> _Task_: Search the entries below for "sync", and copy each line where it appears.

> _Record extracts_:

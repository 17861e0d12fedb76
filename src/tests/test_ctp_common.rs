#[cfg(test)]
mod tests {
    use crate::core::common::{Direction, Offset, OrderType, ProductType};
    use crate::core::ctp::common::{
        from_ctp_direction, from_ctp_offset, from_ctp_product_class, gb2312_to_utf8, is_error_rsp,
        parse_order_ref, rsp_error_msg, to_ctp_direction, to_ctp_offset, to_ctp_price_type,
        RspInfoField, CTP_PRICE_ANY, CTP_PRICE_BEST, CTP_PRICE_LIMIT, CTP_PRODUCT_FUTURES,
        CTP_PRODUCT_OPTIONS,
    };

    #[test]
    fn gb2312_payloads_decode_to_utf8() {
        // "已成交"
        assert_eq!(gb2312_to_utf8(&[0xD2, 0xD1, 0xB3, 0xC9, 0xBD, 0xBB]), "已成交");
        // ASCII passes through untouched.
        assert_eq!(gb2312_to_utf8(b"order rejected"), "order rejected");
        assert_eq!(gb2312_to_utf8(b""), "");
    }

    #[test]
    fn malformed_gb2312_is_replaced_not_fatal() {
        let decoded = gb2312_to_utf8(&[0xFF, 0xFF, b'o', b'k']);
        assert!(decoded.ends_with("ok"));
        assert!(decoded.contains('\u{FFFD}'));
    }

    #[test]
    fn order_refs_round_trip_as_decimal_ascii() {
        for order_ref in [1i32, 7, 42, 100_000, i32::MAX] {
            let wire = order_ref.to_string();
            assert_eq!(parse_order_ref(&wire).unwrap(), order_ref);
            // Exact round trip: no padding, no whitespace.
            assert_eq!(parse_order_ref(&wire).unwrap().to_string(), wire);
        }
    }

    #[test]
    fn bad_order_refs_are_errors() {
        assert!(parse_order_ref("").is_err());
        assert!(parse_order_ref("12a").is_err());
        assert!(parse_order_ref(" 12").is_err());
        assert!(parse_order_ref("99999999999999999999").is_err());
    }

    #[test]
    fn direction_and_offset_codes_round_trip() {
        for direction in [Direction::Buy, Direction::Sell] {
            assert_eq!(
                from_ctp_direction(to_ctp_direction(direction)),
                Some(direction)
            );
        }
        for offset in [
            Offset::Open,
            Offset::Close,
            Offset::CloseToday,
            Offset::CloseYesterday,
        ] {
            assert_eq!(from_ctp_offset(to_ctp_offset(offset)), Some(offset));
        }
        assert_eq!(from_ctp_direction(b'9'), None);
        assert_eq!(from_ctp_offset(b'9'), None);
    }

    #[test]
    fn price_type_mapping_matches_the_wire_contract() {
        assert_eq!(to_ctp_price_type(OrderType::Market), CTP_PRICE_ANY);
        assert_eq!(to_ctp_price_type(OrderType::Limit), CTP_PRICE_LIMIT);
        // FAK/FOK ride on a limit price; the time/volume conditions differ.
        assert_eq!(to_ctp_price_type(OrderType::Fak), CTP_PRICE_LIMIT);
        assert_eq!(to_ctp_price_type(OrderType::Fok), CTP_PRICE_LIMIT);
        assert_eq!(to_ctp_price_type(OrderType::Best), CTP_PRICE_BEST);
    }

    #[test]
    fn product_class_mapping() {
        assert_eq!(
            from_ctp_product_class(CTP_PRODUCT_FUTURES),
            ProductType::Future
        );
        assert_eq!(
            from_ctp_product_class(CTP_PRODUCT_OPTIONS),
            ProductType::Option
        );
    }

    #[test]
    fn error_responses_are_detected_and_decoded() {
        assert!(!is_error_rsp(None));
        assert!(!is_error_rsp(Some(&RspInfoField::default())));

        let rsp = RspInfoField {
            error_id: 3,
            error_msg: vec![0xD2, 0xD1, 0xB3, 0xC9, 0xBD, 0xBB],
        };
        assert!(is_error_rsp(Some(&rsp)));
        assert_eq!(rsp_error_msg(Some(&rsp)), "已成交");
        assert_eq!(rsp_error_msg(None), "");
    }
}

* * *

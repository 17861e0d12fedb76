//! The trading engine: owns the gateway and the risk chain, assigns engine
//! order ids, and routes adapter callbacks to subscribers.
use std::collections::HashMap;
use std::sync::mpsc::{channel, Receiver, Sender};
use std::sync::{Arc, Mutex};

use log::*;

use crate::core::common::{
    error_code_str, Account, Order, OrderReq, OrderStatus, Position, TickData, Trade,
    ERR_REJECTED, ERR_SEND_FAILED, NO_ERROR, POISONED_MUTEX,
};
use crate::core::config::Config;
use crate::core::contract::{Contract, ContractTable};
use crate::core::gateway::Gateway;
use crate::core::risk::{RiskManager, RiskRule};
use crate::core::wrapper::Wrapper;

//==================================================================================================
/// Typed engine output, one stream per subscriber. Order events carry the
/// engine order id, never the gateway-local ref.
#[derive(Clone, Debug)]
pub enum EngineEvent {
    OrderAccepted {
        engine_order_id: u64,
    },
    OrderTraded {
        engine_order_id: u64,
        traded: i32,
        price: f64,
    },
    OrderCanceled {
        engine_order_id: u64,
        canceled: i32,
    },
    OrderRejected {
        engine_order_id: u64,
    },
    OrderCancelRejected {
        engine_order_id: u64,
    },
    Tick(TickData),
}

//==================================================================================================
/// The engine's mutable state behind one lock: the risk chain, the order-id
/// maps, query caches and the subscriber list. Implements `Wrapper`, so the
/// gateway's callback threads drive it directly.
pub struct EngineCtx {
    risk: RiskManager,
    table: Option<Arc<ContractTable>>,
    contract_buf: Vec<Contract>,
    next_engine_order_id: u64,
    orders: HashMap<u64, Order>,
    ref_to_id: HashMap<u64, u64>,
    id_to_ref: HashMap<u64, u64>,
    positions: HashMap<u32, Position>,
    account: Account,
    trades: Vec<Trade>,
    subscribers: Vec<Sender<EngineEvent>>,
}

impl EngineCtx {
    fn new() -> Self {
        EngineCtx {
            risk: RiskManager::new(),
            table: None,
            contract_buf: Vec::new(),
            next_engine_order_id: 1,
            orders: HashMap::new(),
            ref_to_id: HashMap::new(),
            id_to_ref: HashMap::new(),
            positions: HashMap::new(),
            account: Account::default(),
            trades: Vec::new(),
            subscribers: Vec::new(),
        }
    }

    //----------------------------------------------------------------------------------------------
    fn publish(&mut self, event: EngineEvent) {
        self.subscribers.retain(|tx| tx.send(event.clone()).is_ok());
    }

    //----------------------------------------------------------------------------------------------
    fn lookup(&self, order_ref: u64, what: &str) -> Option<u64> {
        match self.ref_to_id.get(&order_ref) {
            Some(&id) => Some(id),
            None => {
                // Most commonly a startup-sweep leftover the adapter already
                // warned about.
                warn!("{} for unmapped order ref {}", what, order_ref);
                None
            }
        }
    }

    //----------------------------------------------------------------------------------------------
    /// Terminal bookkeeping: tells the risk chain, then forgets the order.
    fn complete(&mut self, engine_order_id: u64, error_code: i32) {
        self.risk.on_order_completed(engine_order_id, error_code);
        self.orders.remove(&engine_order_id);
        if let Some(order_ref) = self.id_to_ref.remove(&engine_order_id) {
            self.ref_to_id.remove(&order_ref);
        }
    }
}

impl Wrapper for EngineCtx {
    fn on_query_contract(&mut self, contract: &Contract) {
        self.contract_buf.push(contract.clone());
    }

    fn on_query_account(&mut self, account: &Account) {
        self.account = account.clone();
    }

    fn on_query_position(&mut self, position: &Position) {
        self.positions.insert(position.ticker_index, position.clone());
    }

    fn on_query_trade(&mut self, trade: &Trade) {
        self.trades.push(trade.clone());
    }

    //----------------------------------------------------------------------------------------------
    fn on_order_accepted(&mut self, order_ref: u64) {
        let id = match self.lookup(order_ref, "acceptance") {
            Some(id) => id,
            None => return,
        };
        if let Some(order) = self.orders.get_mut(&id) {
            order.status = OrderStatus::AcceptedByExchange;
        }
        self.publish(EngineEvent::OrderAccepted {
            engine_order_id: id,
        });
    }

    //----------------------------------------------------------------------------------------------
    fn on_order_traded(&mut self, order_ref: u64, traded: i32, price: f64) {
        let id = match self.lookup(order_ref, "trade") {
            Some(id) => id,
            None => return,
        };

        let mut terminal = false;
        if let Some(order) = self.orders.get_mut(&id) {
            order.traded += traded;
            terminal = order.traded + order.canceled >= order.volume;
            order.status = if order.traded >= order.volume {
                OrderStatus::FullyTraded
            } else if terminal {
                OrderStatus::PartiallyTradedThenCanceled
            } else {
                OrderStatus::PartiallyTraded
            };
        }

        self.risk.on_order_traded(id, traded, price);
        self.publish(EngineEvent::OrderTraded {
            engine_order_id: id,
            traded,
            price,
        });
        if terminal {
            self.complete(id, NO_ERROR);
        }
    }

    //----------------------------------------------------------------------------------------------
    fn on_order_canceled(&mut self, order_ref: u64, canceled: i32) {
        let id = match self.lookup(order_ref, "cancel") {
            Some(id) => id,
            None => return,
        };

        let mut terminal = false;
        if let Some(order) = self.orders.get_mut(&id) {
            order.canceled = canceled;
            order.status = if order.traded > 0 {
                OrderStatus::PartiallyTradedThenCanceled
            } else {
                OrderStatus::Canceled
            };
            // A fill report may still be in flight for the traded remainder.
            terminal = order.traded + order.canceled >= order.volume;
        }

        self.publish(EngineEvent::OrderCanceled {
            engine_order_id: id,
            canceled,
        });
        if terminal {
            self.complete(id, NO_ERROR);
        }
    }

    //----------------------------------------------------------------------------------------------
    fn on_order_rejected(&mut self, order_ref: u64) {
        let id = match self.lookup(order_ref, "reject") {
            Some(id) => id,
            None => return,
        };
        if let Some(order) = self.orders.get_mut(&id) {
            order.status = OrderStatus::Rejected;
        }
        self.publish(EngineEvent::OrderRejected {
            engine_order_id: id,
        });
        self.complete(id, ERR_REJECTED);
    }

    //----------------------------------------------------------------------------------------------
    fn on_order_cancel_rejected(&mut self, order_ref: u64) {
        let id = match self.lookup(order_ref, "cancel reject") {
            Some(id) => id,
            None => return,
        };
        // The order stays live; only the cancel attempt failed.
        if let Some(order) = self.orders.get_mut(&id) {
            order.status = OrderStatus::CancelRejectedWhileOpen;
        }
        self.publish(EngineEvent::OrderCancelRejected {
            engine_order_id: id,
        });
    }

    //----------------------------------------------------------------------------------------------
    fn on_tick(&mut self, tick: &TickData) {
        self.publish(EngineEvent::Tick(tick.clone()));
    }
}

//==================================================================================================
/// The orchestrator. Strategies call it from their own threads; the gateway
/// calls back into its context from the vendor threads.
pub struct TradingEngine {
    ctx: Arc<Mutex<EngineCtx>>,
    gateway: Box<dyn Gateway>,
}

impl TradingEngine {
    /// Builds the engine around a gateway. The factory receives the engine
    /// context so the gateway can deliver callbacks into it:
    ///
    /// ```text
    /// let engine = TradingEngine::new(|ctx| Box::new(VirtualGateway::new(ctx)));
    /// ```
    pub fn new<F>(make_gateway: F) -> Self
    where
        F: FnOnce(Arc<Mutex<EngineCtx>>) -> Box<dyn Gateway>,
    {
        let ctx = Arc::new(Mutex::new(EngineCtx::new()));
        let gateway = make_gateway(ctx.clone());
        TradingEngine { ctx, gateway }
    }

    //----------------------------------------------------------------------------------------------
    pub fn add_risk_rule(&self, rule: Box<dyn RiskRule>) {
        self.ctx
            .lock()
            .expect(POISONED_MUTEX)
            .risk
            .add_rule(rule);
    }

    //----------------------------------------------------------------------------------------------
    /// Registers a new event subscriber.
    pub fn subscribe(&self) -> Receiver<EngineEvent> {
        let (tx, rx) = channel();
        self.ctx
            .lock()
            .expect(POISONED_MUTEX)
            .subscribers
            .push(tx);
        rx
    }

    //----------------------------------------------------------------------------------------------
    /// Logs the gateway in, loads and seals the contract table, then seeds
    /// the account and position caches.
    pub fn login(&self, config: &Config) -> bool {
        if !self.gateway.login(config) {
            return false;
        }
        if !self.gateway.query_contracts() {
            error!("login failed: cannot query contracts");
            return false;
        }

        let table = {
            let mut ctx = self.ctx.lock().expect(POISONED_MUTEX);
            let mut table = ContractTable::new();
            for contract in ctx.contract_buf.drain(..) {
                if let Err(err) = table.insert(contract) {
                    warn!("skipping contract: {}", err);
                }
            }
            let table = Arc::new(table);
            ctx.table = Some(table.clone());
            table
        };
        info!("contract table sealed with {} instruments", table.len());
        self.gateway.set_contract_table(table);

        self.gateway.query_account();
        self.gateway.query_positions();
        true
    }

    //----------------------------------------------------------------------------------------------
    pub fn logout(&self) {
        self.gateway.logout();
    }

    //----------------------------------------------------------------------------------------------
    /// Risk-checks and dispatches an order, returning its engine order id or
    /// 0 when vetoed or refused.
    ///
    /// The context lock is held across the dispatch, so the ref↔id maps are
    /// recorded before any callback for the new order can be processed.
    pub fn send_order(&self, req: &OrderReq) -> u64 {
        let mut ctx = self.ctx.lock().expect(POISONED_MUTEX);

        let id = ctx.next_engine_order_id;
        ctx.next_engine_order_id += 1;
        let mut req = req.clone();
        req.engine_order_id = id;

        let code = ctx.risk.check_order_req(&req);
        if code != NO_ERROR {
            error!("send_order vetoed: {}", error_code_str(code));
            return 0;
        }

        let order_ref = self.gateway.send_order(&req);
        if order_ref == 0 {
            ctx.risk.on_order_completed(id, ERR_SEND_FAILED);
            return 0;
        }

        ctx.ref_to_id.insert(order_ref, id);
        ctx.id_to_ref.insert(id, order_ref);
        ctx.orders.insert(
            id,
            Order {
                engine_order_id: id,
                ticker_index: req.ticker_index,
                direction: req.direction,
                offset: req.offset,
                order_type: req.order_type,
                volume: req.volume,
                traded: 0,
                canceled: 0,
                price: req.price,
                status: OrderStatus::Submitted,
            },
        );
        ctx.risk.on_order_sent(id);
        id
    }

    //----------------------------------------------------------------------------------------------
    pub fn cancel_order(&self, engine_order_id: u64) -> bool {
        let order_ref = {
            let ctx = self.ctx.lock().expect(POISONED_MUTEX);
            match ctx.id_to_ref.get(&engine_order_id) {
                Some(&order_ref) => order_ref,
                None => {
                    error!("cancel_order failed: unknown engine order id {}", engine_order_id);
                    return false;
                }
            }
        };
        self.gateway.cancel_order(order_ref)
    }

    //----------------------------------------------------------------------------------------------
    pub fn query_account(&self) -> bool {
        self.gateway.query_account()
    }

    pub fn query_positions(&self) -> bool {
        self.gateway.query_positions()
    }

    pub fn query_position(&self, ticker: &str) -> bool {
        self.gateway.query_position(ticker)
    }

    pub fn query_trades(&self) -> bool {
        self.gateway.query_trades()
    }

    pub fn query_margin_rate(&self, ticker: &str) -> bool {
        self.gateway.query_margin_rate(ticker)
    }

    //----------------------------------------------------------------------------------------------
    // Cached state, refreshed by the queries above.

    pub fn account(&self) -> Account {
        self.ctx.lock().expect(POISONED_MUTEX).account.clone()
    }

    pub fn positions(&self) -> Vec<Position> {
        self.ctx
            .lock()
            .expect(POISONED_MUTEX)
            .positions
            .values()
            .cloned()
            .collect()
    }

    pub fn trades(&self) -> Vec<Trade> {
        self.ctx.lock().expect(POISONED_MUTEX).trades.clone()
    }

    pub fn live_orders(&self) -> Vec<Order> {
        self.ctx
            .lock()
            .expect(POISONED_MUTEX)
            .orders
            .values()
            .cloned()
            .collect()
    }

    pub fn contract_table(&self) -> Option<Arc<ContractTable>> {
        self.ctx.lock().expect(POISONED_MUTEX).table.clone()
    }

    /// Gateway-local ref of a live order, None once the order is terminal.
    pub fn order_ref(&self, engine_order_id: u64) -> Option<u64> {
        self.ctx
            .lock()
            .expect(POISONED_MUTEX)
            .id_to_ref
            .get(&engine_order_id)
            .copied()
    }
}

> _The completed task_:
use std::sync::mpsc::{channel, Receiver, Sender};
use std::sync::{Arc, Mutex};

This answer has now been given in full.